Governor of Volyn Oblast
- In office 4 November 2010 – 5 February 2014
- Preceded by: Mykola Romanyuk
- Succeeded by: Oleksandr Baskhalenko

Ambassador of Ukraine to Azerbaijan
- In office 15 April 2008 – 26 March 2010
- Preceded by: Stepan Volkovetsky
- Succeeded by: Myroslav Bashschuk

Ambassador of Ukraine to Lithuania
- In office 11 February 2004 – 15 April 2008
- Preceded by: Mykola Derkach
- Succeeded by: Ihor Prokopchuk

Advisor to the President of Ukraine
- In office 12 June 2002 – 11 February 2004

Governor of Volyn Oblast
- In office 7 July 1995 – 12 June 2002
- Preceded by: Anatoliy Frantsuz
- Succeeded by: Yuriy Lenartovych

Personal details
- Born: Borys Petrovych Klimchuk 18 March 1951 Boloskhy, Ukraine, Soviet Union
- Died: 2 September 2014 (aged 63) Berlin, Germany
- Party: Party of Regions

= Borys Klimchuk (politician) =

Ukrainian politician (1951–2014)

Borys Petrovych Klimchuk (Ukrainian: Борис Петрович Клімчук; 18 March 1951 – 2 September 2014) was a Ukrainian politician who had served as the Governor of Volyn Oblast from 2010 to 2014, having already served from 1995 to 2002.

==Biography==

Klimchuk was born on 18 March 1951 in the village of Voloshky, Kovelsky district, Volyn Oblast to parents Petro and Olha. He graduated from Kharkiv State University. M. Gorky in 1974 with a degree in geographer, teacher of geography.

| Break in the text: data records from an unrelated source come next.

use mailforge_mailer::SmtpConfig;
use mailforge_model::Context;
use serde::{Deserialize, Serialize};
use std::path::PathBuf;

pub const DEFAULT_CONFIG_NAME: &str = "mailforge.config.json";

/// MailForge project configuration file format
#[derive(Debug, Clone, PartialEq, Serialize, Deserialize)]
#[serde(rename_all = "camelCase", default)]
pub struct Config {
    /// Directory containing template files (*.json)
    pub src_dir: String,

    /// Where `compile` writes HTML
    pub out_dir: String,

    /// SQLite database used by `serve`
    pub database: String,

    /// Directory `serve` writes sent mail into
    pub outbox_dir: String,

    /// From address for sent mail
    pub sender: String,

    /// SMTP relay; when unset `serve` falls back to `SMTP_*` variables,
    /// then to the outbox directory
    #[serde(skip_serializing_if = "Option::is_none")]
    pub smtp: Option<SmtpConfig>,

    pub host: String,
    pub port: u16,

    /// Values layered over the built-in sample context
    pub default_context: Context,
}

impl Default for Config {
    fn default() -> Self {
        Self {
            src_dir: "templates".to_string(),
            out_dir: "dist".to_string(),
            database: "mailforge.db".to_string(),
            outbox_dir: "outbox".to_string(),
            sender: mailforge_workspace::DEFAULT_SENDER.to_string(),
            smtp: None,
            host: "127.0.0.1".to_string(),
            port: 5000,
            default_context: Context::new(),
        }
    }
}

impl Config {
    /// Load config from a directory
    pub fn load(cwd: &str) -> anyhow::Result<Self> {
        let config_path = PathBuf::from(cwd).join(DEFAULT_CONFIG_NAME);

        if config_path.exists() {
            let content = std::fs::read_to_string(&config_path)?;
            let config: Config = serde_json::from_str(&content)?;
            Ok(config)
        } else {
            // Return default config if none exists
            Ok(Config::default())
        }
    }

    /// Resolve a configured path against the project directory
    pub fn resolve(&self, cwd: &str, path: &str) -> PathBuf {
        PathBuf::from(cwd).join(path)
    }
}

#[cfg(test)]
mod tests {
    use super::*;
    use mailforge_model::Scalar;

    #[test]
    fn test_parse_config() {
        let json = r#"{
            "srcDir": "emails",
            "database": "data/mail.db",
            "outboxDir": "sent",
            "sender": "Acme <hi@acme.io>",
            "port": 8080,
            "defaultContext": { "company": "Acme", "year": 2026 }
        }"#;

        let config: Config = serde_json::from_str(json).unwrap();
        assert_eq!(config.src_dir, "emails");
        assert_eq!(config.database, "data/mail.db");
        assert_eq!(config.outbox_dir, "sent");
        assert_eq!(config.port, 8080);
        // Unset fields keep their defaults.
        assert_eq!(config.host, "127.0.0.1");
        assert_eq!(config.out_dir, "dist");
        assert_eq!(config.smtp, None);
        assert_eq!(
            config.default_context.get("company"),
            Some(&Scalar::from("Acme"))
        );
    }

    #[test]
    fn test_parse_smtp_section() {
        let json = r#"{
            "smtp": { "host": "smtp.acme.io", "port": 2525, "username": "mailer", "password": "pw", "tls": "none" }
        }"#;

        let config: Config = serde_json::from_str(json).unwrap();
        let smtp = config.smtp.unwrap();
        assert_eq!(smtp.host, "smtp.acme.io");
        assert_eq!(smtp.port(), 2525);
        assert_eq!(smtp.tls, mailforge_mailer::SmtpTls::None);
    }

    #[test]
    fn test_default_config() {
        let config = Config::default();
        assert_eq!(config.src_dir, "templates");
        assert_eq!(config.port, 5000);
        assert!(config.default_context.is_empty());
    }

    #[test]
    fn test_load_missing_file_uses_defaults() {
        let dir = tempfile::TempDir::new().unwrap();
        let config = Config::load(&dir.path().display().to_string()).unwrap();
        assert_eq!(config, Config::default());
    }
}
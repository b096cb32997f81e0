//! Ownership, forking and delivery through TemplateService

use mailforge_mailer::MemoryTransport;
use mailforge_model::{
    Context, DocumentId, DocumentPatch, DocumentRecord, NewDocument, Scalar, UserId, Visibility,
};
use mailforge_store::{MemoryStore, SqliteStore, TemplateStore};
use mailforge_workspace::{TemplateService, WorkspaceError, FALLBACK_SUBJECT};
use serde_json::json;
use std::sync::Arc;

struct Fixture {
    store: Arc<MemoryStore>,
    transport: Arc<MemoryTransport>,
    service: TemplateService,
}

fn fixture() -> Fixture {
    let store = Arc::new(MemoryStore::new());
    let transport = Arc::new(MemoryTransport::new());
    let service = TemplateService::new(store.clone(), transport.clone());
    Fixture {
        store,
        transport,
        service,
    }
}

fn alice() -> UserId {
    UserId::new("alice")
}

fn bob() -> UserId {
    UserId::new("bob")
}

fn public_template(service: &TemplateService) -> DocumentId {
    let input: NewDocument = serde_json::from_value(json!({
        "name": "Welcome",
        "category": "Onboarding",
        "subject": "Hello {{name}}",
        "visibility": "public",
        "blocks": [
            { "id": "h", "type": "header", "data": { "title": "Hi {{name}}" } },
            { "id": "t", "type": "text", "data": { "content": "From {{company}}" } }
        ]
    }))
    .unwrap();
    service.create(&alice(), input).unwrap()
}

#[test]
fn test_owner_update_in_place() {
    let f = fixture();
    let id = public_template(&f.service);

    let patch: DocumentPatch = serde_json::from_value(json!({
        "name": "Welcome v2",
        "visibility": "private"
    }))
    .unwrap();
    let outcome = f.service.save(&id, &alice(), patch).unwrap();

    assert_eq!(outcome.id, id);
    assert!(!outcome.created);
    let doc = f.service.fetch(&id, &alice()).unwrap();
    assert_eq!(doc.name, "Welcome v2");
    assert_eq!(doc.visibility, Visibility::Private);
    assert_eq!(doc.forked_from, None);
    assert_eq!(f.store.len(), 1);
}

#[test]
fn test_fork_identity() {
    let f = fixture();
    let id = public_template(&f.service);

    let patch: DocumentPatch = serde_json::from_value(json!({
        "subject": "My copy",
        "visibility": "public"
    }))
    .unwrap();
    let outcome = f.service.save(&id, &bob(), patch).unwrap();

    assert!(outcome.created);
    assert_ne!(outcome.id, id);

    let fork = f.service.fetch(&outcome.id, &bob()).unwrap();
    assert_eq!(fork.owner, bob());
    assert_eq!(fork.visibility, Visibility::Private);
    assert_eq!(fork.forked_from, Some(id.clone()));
    assert_eq!(fork.subject, "My copy");
    // Unpatched fields come from the original.
    assert_eq!(fork.name, "Welcome");
    assert_eq!(fork.blocks.len(), 2);

    // The original is untouched.
    let original = f.service.fetch(&id, &alice()).unwrap();
    assert_eq!(original.subject, "Hello {{name}}");
    assert_eq!(original.owner, alice());
}

#[test]
fn test_two_non_owners_fork_independently() {
    let f = fixture();
    let id = public_template(&f.service);

    let first = f
        .service
        .save(&id, &bob(), DocumentPatch::default())
        .unwrap();
    let second = f
        .service
        .save(&id, &UserId::new("carol"), DocumentPatch::default())
        .unwrap();

    assert_ne!(first.id, second.id);
    for outcome in [&first, &second] {
        let record = f.store.get_by_id(&outcome.id).unwrap().unwrap();
        assert_eq!(record.forked_from, Some(id.clone()));
    }
    assert_eq!(f.store.len(), 3);
}

fn assert_fork_owner_keeps_lineage(service: &TemplateService) {
    let id = public_template(service);
    let fork_id = service
        .save(&id, &bob(), DocumentPatch::default())
        .unwrap()
        .id;

    let patch: DocumentPatch = serde_json::from_value(json!({
        "name": "Bob's welcome",
        "visibility": "public"
    }))
    .unwrap();
    let outcome = service.save(&fork_id, &bob(), patch).unwrap();

    assert!(!outcome.created);
    assert_eq!(outcome.id, fork_id);

    let fork = service.fetch(&fork_id, &bob()).unwrap();
    assert_eq!(fork.name, "Bob's welcome");
    assert_eq!(fork.owner, bob());
    assert_eq!(fork.visibility, Visibility::Public);
    assert_eq!(fork.forked_from, Some(id));
}

#[test]
fn test_fork_owner_save_keeps_forked_from() {
    let f = fixture();
    assert_fork_owner_keeps_lineage(&f.service);
    assert_eq!(f.store.len(), 2);
}

#[test]
fn test_fork_owner_save_keeps_forked_from_on_sqlite() {
    let store: Arc<dyn TemplateStore> = Arc::new(SqliteStore::open_in_memory().unwrap());
    let service = TemplateService::new(store, Arc::new(MemoryTransport::new()));
    assert_fork_owner_keeps_lineage(&service);
}

#[test]
fn test_private_documents_are_hidden_and_unforkable() {
    let f = fixture();
    let id = f
        .service
        .create(&alice(), NewDocument::default())
        .unwrap();

    assert!(matches!(
        f.service.fetch(&id, &bob()),
        Err(WorkspaceError::Forbidden(_))
    ));
    assert!(matches!(
        f.service.save(&id, &bob(), DocumentPatch::default()),
        Err(WorkspaceError::Forbidden(_))
    ));
    assert!(f.service.list(&bob()).unwrap().is_empty());
    assert_eq!(f.store.len(), 1);
}

#[test]
fn test_save_missing_document() {
    let f = fixture();
    assert!(matches!(
        f.service
            .save(&DocumentId::new("nope"), &alice(), DocumentPatch::default()),
        Err(WorkspaceError::NotFound(_))
    ));
}

#[test]
fn test_save_rejects_malformed_blocks() {
    let f = fixture();
    let id = public_template(&f.service);

    for blocks in [json!(7), json!({ "id": "x" }), json!("not json")] {
        let patch = DocumentPatch {
            blocks: Some(blocks),
            ..Default::default()
        };
        assert!(matches!(
            f.service.save(&id, &alice(), patch),
            Err(WorkspaceError::Validation(_))
        ));
    }

    let unknown = DocumentPatch {
        blocks: Some(json!([{ "id": "p", "type": "poll" }])),
        ..Default::default()
    };
    assert!(matches!(
        f.service.save(&id, &alice(), unknown),
        Err(WorkspaceError::Validation(_))
    ));

    // Nothing was written.
    assert_eq!(f.service.fetch(&id, &alice()).unwrap().blocks.len(), 2);
}

#[test]
fn test_save_accepts_serialized_blocks() {
    let f = fixture();
    let id = public_template(&f.service);
    let patch = DocumentPatch {
        blocks: Some(json!(r#"[{"id":"s","type":"spacer","style":{"height":"40px"}}]"#)),
        ..Default::default()
    };

    f.service.save(&id, &alice(), patch).unwrap();
    let doc = f.service.fetch(&id, &alice()).unwrap();
    assert_eq!(doc.blocks.len(), 1);
    assert_eq!(doc.blocks[0].id, "s");
}

#[test]
fn test_delete_authorization() {
    let f = fixture();
    let id = public_template(&f.service);

    assert!(matches!(
        f.service.delete(&id, &bob()),
        Err(WorkspaceError::Forbidden(_))
    ));
    assert_eq!(f.store.len(), 1);

    f.service.delete(&id, &alice()).unwrap();
    assert!(f.store.is_empty());

    assert!(matches!(
        f.service.delete(&id, &alice()),
        Err(WorkspaceError::NotFound(_))
    ));
}

#[test]
fn test_corrupt_stored_blocks_report_serialization_error() {
    let f = fixture();
    f.store
        .insert_record(DocumentRecord {
            id: DocumentId::new("broken"),
            owner: alice(),
            name: "Broken".to_string(),
            category: "Other".to_string(),
            subject: "S".to_string(),
            description: None,
            visibility: Visibility::Public,
            forked_from: None,
            blocks: json!("{truncated"),
            updated_at: chrono::Utc::now(),
        })
        .unwrap();

    let id = DocumentId::new("broken");
    assert!(matches!(
        f.service.fetch(&id, &alice()),
        Err(WorkspaceError::Serialization { .. })
    ));
    // A fork that would need the stored blocks fails without writing.
    assert!(matches!(
        f.service.save(&id, &bob(), DocumentPatch::default()),
        Err(WorkspaceError::Serialization { .. })
    ));
    assert_eq!(f.store.len(), 1);
}

#[test]
fn test_preview_interpolates_context() {
    let f = fixture();
    let id = public_template(&f.service);

    let mut context = Context::new();
    context.insert("name".to_string(), Scalar::from("Sam"));
    let html = f.service.preview(&id, &bob(), Some(context)).unwrap();

    assert!(html.contains("Hi Sam"));
    assert!(html.contains("From Your Company"));
    assert!(!html.contains("{{name}}"));
}

#[test]
fn test_send_hands_mail_to_transport() {
    let f = fixture();
    let id = public_template(&f.service);

    f.service.send(&id, &bob(), "sam@example.com", None).unwrap();

    let sent = f.transport.sent();
    assert_eq!(sent.len(), 1);
    assert_eq!(sent[0].to, "sam@example.com");
    // Subject is sent as stored.
    assert_eq!(sent[0].subject, "Hello {{name}}");
    assert!(sent[0].html.contains("Hi Valued Customer"));
    assert!(sent[0].text.contains("Hi Valued Customer"));
}

#[test]
fn test_send_falls_back_to_default_subject() {
    let f = fixture();
    let input = NewDocument {
        subject: Some(String::new()),
        ..Default::default()
    };
    let id = f.service.create(&alice(), input).unwrap();

    f.service.send(&id, &alice(), "sam@example.com", None).unwrap();
    assert_eq!(f.transport.sent()[0].subject, FALLBACK_SUBJECT);
}

#[test]
fn test_send_surfaces_transport_failure() {
    let store = Arc::new(MemoryStore::new());
    let service = TemplateService::new(store, Arc::new(MemoryTransport::failing("relay refused")));
    let id = public_template(&service);

    match service.send(&id, &alice(), "sam@example.com", None) {
        Err(WorkspaceError::Transport(err)) => assert!(err.to_string().contains("relay refused")),
        other => panic!("expected transport error, got {:?}", other.map(|d| d.message_id)),
    }
}

#[test]
fn test_send_rejects_bad_recipient() {
    let f = fixture();
    let id = public_template(&f.service);
    assert!(matches!(
        f.service.send(&id, &alice(), "nobody", None),
        Err(WorkspaceError::Validation(_))
    ));
    assert!(f.transport.sent().is_empty());
}

#[test]
fn test_fork_flow_on_sqlite() {
    let store: Arc<dyn TemplateStore> = Arc::new(SqliteStore::open_in_memory().unwrap());
    let service = TemplateService::new(store, Arc::new(MemoryTransport::new()));
    let id = public_template(&service);

    let outcome = service.save(&id, &bob(), DocumentPatch::default()).unwrap();
    assert!(outcome.created);

    let fork = service.fetch(&outcome.id, &bob()).unwrap();
    assert_eq!(fork.forked_from, Some(id));
    assert_eq!(fork.blocks.len(), 2);
    assert_eq!(service.list(&bob()).unwrap().len(), 2);
}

In 1974 he worked as a teacher at the Ostroh boarding school in Rivne Oblast. Between 1975 and 1990 he was a geography teacher in schools in the city of Kovel. From August 1975 to August 1980, he was a teacher at Kovel Secondary School No. 7. From August 1980 to January 1982, he was the director of Kovel 8-year school No. 9. From January 1982 to June 1982, he was an engineer at the Kovelsilmash plant. From June 1982 to June 1990, he was the director of Kovel Secondary School No. 11.

On 1 December 1990, he was elected a member of the regional committee of the Communist Party. From June 1992 to April 1998, he was the Chairman of the Volyn Oblast Council.

On 7 July 1995, Klimchuk became the Governor of Volyn Oblast.

In 1998, he graduated from the Kharkiv National Law Academy Yaroslav the Wise with a degree in law.

He left office on 12 June 2002 as he was appointed an advisor to President Leonid Kuchma

On 11 February 2004, Klimchuk was appointed the Ambassador of Ukraine to Lithuania.

On 15 April 2008, Klimchuk became the Ambassador of Ukraine to Azerbaijan.

On 26 March 2010, Klimchuk became governor of Volyn Oblast for a second term.

During the mass protests that took place in Ukraine in late 2013 and early 2014, Klimchuk was forced to resign via a resignation letter.

On 24 January 2014, Klimchuk resigned for the sake of preserving peace and preventing protests from intensifying. At the same time, he asked the leaders of the Lutsk Euromaidan to write statements that they will not call on citizens to use violence. Klimchuk emphasized that the document was registered and sent to the capital to the Presidential Administration. The protesters, who were standing under the walls of the cabinet, greeted the governor's decision with shouts of "Well done!" On 5 February, The resignation was accepted by president Viktor Yanukovych, and was dismissed from office.

==Death==

Borys Petrovych Klimchuk died on 2 September 2014 in Berlin after a serious illness, where he was treated at the "Charite" clinic.

He was buried in the village of Volya-Lyubotivska next to the graves of his parents.